• Data for analysis:
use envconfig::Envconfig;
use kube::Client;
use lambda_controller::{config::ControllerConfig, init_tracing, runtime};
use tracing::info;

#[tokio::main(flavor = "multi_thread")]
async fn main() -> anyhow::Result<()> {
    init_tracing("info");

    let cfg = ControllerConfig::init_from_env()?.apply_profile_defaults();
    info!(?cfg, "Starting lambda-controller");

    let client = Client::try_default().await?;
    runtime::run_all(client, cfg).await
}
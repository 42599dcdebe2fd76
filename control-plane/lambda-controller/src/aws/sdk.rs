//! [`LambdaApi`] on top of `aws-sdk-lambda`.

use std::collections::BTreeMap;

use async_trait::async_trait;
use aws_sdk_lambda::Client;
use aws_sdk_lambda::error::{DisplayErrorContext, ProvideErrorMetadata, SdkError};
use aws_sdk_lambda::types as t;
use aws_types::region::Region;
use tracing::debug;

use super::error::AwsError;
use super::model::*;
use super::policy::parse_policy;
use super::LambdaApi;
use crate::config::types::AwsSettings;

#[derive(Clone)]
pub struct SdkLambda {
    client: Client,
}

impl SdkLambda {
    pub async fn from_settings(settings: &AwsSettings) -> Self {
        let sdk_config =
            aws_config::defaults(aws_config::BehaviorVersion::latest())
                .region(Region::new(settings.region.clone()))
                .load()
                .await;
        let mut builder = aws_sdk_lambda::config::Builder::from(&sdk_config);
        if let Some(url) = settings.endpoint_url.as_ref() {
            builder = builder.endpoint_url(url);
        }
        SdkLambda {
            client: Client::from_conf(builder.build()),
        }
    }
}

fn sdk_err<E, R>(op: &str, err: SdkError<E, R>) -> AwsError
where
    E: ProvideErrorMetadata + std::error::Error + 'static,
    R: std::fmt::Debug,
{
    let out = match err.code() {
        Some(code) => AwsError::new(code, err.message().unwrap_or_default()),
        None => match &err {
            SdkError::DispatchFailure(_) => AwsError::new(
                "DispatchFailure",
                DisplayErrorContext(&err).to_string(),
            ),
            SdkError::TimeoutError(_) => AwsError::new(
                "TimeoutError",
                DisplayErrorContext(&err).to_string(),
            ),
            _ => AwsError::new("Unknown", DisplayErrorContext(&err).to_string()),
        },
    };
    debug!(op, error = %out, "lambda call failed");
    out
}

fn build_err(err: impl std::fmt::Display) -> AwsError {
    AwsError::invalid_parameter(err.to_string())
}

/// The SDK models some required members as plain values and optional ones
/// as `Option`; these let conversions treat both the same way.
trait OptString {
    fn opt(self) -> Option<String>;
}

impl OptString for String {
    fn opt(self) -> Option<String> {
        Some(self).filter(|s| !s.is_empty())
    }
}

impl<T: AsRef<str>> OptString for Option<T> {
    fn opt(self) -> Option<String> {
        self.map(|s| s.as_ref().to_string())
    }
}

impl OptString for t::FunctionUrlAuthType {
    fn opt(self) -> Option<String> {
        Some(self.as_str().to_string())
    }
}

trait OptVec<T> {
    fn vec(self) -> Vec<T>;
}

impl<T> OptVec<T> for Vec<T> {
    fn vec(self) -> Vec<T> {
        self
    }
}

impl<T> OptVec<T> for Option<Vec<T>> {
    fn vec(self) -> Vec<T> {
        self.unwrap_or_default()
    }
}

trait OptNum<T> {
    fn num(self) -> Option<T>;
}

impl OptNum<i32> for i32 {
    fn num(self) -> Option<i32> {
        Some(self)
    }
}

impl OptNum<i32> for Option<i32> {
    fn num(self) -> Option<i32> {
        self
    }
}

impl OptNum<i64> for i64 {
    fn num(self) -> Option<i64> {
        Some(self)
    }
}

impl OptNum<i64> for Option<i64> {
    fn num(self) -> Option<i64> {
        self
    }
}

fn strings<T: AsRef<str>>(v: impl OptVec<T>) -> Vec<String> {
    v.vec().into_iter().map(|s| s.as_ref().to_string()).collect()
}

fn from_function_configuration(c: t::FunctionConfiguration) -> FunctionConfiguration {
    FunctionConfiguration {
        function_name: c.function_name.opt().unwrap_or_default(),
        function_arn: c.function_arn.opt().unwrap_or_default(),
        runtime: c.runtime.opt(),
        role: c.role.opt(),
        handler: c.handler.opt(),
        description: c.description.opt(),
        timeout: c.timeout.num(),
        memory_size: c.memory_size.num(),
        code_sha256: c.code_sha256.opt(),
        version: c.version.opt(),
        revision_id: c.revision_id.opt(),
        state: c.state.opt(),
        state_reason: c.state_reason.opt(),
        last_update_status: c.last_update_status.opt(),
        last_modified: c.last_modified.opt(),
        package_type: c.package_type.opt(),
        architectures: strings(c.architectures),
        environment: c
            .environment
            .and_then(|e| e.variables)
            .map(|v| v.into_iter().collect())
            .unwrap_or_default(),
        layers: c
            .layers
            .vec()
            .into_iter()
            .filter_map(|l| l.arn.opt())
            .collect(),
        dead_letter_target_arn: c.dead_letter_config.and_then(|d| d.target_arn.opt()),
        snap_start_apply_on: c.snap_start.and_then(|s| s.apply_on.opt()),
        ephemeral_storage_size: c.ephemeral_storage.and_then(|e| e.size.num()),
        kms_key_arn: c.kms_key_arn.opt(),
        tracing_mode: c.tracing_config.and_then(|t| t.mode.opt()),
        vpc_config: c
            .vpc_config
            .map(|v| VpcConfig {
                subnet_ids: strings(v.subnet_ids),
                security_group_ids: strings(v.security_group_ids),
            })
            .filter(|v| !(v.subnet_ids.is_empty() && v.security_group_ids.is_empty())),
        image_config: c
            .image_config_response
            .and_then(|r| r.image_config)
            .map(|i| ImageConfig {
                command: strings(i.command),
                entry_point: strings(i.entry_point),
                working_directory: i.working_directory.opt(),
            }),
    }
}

* * *

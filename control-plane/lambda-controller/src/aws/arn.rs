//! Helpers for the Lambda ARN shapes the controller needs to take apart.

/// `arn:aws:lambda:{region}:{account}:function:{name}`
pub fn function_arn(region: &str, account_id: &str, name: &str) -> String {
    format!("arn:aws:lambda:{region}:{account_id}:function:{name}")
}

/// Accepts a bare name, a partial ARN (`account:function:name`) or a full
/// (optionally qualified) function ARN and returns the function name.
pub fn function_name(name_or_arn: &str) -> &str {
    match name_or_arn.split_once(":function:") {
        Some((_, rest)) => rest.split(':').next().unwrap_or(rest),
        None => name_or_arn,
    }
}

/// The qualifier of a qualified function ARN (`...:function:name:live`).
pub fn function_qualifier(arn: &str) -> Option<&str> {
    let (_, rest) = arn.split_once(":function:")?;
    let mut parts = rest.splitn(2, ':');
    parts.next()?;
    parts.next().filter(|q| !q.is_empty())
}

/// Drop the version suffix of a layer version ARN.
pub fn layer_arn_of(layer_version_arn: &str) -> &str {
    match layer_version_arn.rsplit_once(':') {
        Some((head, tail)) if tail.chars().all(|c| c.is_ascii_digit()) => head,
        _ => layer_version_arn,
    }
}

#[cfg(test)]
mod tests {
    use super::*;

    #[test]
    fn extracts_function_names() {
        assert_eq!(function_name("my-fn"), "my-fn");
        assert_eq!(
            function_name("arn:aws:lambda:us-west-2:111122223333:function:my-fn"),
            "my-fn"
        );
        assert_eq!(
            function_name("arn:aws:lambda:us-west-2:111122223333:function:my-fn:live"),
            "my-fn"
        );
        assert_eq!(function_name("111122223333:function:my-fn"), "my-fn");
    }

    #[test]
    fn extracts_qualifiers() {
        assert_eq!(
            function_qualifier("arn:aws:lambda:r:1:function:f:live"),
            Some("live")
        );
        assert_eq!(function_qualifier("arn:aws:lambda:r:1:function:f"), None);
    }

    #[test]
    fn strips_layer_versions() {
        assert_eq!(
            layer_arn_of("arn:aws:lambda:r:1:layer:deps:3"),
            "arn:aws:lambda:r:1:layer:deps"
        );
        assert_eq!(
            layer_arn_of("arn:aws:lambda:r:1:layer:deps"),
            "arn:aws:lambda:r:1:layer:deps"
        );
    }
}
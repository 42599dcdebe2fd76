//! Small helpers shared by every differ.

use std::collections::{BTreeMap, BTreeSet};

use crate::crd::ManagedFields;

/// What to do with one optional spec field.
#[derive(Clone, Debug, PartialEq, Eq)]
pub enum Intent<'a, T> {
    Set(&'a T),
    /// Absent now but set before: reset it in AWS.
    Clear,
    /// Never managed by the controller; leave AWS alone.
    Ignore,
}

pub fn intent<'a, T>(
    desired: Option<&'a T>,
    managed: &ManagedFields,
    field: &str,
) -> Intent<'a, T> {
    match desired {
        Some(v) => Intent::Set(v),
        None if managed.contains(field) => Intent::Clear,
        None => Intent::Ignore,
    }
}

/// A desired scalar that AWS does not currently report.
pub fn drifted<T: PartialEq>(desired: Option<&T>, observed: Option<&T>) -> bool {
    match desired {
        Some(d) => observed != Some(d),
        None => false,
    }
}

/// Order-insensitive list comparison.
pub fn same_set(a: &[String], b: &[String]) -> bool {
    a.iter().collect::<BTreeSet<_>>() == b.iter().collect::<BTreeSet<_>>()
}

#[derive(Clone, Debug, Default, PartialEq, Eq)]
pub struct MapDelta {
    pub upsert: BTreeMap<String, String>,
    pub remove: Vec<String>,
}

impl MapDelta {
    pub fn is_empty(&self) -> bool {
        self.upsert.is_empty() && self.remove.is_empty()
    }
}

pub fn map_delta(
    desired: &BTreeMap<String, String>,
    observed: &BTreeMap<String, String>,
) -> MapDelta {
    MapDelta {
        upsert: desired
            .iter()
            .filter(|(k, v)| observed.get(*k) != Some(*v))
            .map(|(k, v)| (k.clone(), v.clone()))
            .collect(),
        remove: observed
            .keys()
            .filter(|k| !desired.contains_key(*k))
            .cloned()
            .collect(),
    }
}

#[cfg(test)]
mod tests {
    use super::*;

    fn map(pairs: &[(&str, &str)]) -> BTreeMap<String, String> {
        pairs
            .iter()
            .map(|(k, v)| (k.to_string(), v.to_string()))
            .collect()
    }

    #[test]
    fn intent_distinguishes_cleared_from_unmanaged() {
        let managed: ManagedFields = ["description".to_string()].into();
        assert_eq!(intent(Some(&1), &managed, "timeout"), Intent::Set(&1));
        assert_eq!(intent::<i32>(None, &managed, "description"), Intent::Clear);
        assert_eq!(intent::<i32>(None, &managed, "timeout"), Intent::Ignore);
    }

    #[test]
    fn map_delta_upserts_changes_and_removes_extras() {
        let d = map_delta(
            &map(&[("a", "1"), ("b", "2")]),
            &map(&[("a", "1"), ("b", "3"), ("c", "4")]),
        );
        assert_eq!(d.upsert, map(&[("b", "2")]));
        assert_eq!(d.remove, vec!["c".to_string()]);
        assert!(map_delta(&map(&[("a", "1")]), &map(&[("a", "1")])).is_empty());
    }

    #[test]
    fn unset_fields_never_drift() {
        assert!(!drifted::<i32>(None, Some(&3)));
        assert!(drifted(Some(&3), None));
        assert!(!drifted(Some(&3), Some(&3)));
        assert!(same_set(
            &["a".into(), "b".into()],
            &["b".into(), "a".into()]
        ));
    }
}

...

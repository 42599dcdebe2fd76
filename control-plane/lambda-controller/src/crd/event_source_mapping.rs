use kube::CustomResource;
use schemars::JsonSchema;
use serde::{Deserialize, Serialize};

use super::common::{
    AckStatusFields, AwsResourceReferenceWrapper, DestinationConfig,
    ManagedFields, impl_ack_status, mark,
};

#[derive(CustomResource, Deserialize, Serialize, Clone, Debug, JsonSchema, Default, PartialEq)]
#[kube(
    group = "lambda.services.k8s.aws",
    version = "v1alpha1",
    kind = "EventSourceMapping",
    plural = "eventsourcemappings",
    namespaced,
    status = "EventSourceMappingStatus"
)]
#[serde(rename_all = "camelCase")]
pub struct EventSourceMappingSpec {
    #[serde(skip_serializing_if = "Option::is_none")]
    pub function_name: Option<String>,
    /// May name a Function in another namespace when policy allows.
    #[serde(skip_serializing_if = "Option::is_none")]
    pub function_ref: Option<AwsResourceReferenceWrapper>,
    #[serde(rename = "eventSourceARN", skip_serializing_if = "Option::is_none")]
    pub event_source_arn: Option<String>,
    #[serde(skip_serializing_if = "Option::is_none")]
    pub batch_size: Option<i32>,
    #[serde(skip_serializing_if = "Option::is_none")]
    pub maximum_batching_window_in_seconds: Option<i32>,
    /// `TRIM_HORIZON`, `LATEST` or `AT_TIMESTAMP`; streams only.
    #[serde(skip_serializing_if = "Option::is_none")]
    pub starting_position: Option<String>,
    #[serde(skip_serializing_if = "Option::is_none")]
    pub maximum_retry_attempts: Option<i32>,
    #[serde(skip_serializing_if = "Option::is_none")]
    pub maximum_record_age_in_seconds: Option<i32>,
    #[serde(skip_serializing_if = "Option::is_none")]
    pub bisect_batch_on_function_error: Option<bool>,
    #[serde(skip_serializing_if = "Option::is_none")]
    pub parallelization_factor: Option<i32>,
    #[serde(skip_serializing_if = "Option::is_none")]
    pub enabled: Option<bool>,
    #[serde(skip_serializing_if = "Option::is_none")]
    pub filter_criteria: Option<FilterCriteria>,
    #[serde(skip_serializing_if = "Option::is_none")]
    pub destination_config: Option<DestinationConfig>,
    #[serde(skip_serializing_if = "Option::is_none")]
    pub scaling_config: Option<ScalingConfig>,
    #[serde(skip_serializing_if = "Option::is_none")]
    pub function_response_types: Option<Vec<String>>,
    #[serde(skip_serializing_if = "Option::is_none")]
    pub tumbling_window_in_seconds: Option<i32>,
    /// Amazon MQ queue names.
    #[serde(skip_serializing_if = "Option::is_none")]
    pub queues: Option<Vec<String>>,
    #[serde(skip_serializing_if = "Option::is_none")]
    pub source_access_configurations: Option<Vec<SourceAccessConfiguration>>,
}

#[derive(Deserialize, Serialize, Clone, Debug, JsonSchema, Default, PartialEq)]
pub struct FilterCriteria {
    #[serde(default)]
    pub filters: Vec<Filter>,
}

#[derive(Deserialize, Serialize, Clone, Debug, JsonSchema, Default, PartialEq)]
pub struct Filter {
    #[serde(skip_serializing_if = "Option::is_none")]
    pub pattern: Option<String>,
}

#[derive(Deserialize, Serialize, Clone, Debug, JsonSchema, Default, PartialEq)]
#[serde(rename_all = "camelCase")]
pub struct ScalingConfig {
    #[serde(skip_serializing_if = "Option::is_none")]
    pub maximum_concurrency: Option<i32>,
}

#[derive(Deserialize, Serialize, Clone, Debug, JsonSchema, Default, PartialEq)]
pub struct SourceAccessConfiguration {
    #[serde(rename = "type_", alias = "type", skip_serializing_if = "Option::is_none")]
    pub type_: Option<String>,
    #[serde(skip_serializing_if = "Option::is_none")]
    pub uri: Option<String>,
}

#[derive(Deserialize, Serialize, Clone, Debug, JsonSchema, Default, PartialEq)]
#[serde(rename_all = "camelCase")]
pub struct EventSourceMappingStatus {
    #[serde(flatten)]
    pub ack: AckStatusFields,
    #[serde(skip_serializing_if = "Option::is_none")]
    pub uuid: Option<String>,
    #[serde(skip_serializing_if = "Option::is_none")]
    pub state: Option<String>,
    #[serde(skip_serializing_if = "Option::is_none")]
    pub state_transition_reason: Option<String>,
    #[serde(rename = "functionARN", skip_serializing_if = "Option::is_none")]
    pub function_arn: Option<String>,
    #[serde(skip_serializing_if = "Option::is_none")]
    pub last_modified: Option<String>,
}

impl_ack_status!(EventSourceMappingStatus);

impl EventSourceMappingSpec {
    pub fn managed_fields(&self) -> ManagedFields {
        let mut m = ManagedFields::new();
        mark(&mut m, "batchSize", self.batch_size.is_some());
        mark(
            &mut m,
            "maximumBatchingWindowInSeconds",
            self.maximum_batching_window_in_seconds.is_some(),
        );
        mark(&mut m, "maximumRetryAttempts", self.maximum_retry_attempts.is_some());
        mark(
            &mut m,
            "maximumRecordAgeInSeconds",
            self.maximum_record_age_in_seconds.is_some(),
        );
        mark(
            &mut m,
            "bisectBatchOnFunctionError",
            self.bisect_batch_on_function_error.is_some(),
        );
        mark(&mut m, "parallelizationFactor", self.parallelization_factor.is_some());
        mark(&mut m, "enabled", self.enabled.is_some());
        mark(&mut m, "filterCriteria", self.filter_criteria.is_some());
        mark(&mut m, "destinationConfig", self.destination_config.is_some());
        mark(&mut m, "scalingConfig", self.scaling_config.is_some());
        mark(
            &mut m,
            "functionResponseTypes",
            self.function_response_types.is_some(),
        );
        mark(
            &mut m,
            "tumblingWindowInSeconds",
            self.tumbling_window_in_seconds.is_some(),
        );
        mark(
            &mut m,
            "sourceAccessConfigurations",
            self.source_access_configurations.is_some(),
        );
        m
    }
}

• About this exercise: Would you copy every line from the listing above that has the string "OptVec" in it?

• Solution:
trait OptVec<T> {
impl<T> OptVec<T> for Vec<T> {
impl<T> OptVec<T> for Option<Vec<T>> {
fn strings<T: AsRef<str>>(v: impl OptVec<T>) -> Vec<String> {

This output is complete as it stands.